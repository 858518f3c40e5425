//! Typed request bodies for the endpoints.
//!
//! Every field is optional here; presence rules depend on the provider and are enforced by
//! the domain layer so that a missing field becomes a 400 with the exchange's own message.

pub(crate) mod token_exchange;
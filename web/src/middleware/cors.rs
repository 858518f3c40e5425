use axum::{
    extract::{Request, State},
    http::{
        header::{
            ACCESS_CONTROL_ALLOW_HEADERS, ACCESS_CONTROL_ALLOW_METHODS,
            ACCESS_CONTROL_ALLOW_ORIGIN, ACCESS_CONTROL_MAX_AGE, ORIGIN,
        },
        HeaderMap, HeaderValue, Method, StatusCode,
    },
    middleware::Next,
    response::{IntoResponse, Response},
};
use log::*;

use crate::AppState;

const ALLOW_METHODS: &str = "POST, OPTIONS";
const ALLOW_HEADERS: &str = "Content-Type";
const MAX_AGE_SECS: &str = "86400";
const WILDCARD: &str = "*";

/// CORS middleware wrapped around the whole router.
///
/// Answers every `OPTIONS` request itself with a 204 preflight response and stamps the
/// CORS headers onto every other response, including 404s and errors.
pub async fn apply_cors(
    State(app_state): State<AppState>,
    request: Request,
    next: Next,
) -> Response {
    let origin = request
        .headers()
        .get(ORIGIN)
        .and_then(|value| value.to_str().ok())
        .unwrap_or_default()
        .to_string();

    let mut response = if *request.method() == Method::OPTIONS {
        StatusCode::NO_CONTENT.into_response()
    } else {
        next.run(request).await
    };

    let allowed_origins = app_state.config.allowed_origins();
    insert_cors_headers(response.headers_mut(), &origin, &allowed_origins);
    response
}

/// Picks the `Access-Control-Allow-Origin` value for a request.
///
/// The request origin is echoed when it is listed or the list holds `*`. Anything else,
/// including a request without an origin, falls back to the first configured origin.
/// Returns `None` only when no origins are configured.
pub fn allow_origin<'a>(origin: &'a str, allowed_origins: &[&'a str]) -> Option<&'a str> {
    let permitted = !origin.is_empty()
        && allowed_origins
            .iter()
            .any(|allowed| *allowed == origin || *allowed == WILDCARD);

    if permitted {
        Some(origin)
    } else {
        allowed_origins.first().copied()
    }
}

fn insert_cors_headers(headers: &mut HeaderMap, origin: &str, allowed_origins: &[&str]) {
    if let Some(allowed) = allow_origin(origin, allowed_origins) {
        match HeaderValue::from_str(allowed) {
            Ok(value) => {
                headers.insert(ACCESS_CONTROL_ALLOW_ORIGIN, value);
            }
            Err(e) => warn!("Skipping unusable CORS origin {allowed:?}: {e}"),
        }
    }
    headers.insert(
        ACCESS_CONTROL_ALLOW_METHODS,
        HeaderValue::from_static(ALLOW_METHODS),
    );
    headers.insert(
        ACCESS_CONTROL_ALLOW_HEADERS,
        HeaderValue::from_static(ALLOW_HEADERS),
    );
    headers.insert(ACCESS_CONTROL_MAX_AGE, HeaderValue::from_static(MAX_AGE_SECS));
}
━━━━━━━━━━━━━━━━━━━━
Required work | With no line skipped, copy the entries exactly as written.

Answer section |
repository 858518f3c40e5425
//! Typed request bodies for the endpoints.
//!
//! Every field is optional here; presence rules depend on the provider and are enforced by
//! the domain layer so that a missing field becomes a 400 with the exchange's own message.

pub(crate) mod token_exchange;
filename web/src/middleware/cors.rs
repository 858518f3c40e5425
use axum::{
    extract::{Request, State},
    http::{
        header::{
            ACCESS_CONTROL_ALLOW_HEADERS, ACCESS_CONTROL_ALLOW_METHODS,
            ACCESS_CONTROL_ALLOW_ORIGIN, ACCESS_CONTROL_MAX_AGE, ORIGIN,
        },
        HeaderMap, HeaderValue, Method, StatusCode,
    },
    middleware::Next,
    response::{IntoResponse, Response},
};
use log::*;

use crate::AppState;

const ALLOW_METHODS: &str = "POST, OPTIONS";
const ALLOW_HEADERS: &str = "Content-Type";
const MAX_AGE_SECS: &str = "86400";
const WILDCARD: &str = "*";

/// CORS middleware wrapped around the whole router.
///
/// Answers every `OPTIONS` request itself with a 204 preflight response and stamps the
/// CORS headers onto every other response, including 404s and errors.
pub async fn apply_cors(
    State(app_state): State<AppState>,
    request: Request,
    next: Next,
) -> Response {
    let origin = request
        .headers()
        .get(ORIGIN)
        .and_then(|value| value.to_str().ok())
        .unwrap_or_default()
        .to_string();

    let mut response = if *request.method() == Method::OPTIONS {
        StatusCode::NO_CONTENT.into_response()
    } else {
        next.run(request).await
    };

    let allowed_origins = app_state.config.allowed_origins();
    insert_cors_headers(response.headers_mut(), &origin, &allowed_origins);
    response
}

/// Picks the `Access-Control-Allow-Origin` value for a request.
///
/// The request origin is echoed when it is listed or the list holds `*`. Anything else,
/// including a request without an origin, falls back to the first configured origin.
/// Returns `None` only when no origins are configured.
pub fn allow_origin<'a>(origin: &'a str, allowed_origins: &[&'a str]) -> Option<&'a str> {
    let permitted = !origin.is_empty()
        && allowed_origins
            .iter()
            .any(|allowed| *allowed == origin || *allowed == WILDCARD);

    if permitted {
        Some(origin)
    } else {
        allowed_origins.first().copied()
    }
}

fn insert_cors_headers(headers: &mut HeaderMap, origin: &str, allowed_origins: &[&str]) {
    if let Some(allowed) = allow_origin(origin, allowed_origins) {
        match HeaderValue::from_str(allowed) {
            Ok(value) => {
                headers.insert(ACCESS_CONTROL_ALLOW_ORIGIN, value);
            }
            Err(e) => warn!("Skipping unusable CORS origin {allowed:?}: {e}"),
        }
    }
    headers.insert(
        ACCESS_CONTROL_ALLOW_METHODS,
        HeaderValue::from_static(ALLOW_METHODS),
    );
    headers.insert(
        ACCESS_CONTROL_ALLOW_HEADERS,
        HeaderValue::from_static(ALLOW_HEADERS),
    );
    headers.insert(ACCESS_CONTROL_MAX_AGE, HeaderValue::from_static(MAX_AGE_SECS));
}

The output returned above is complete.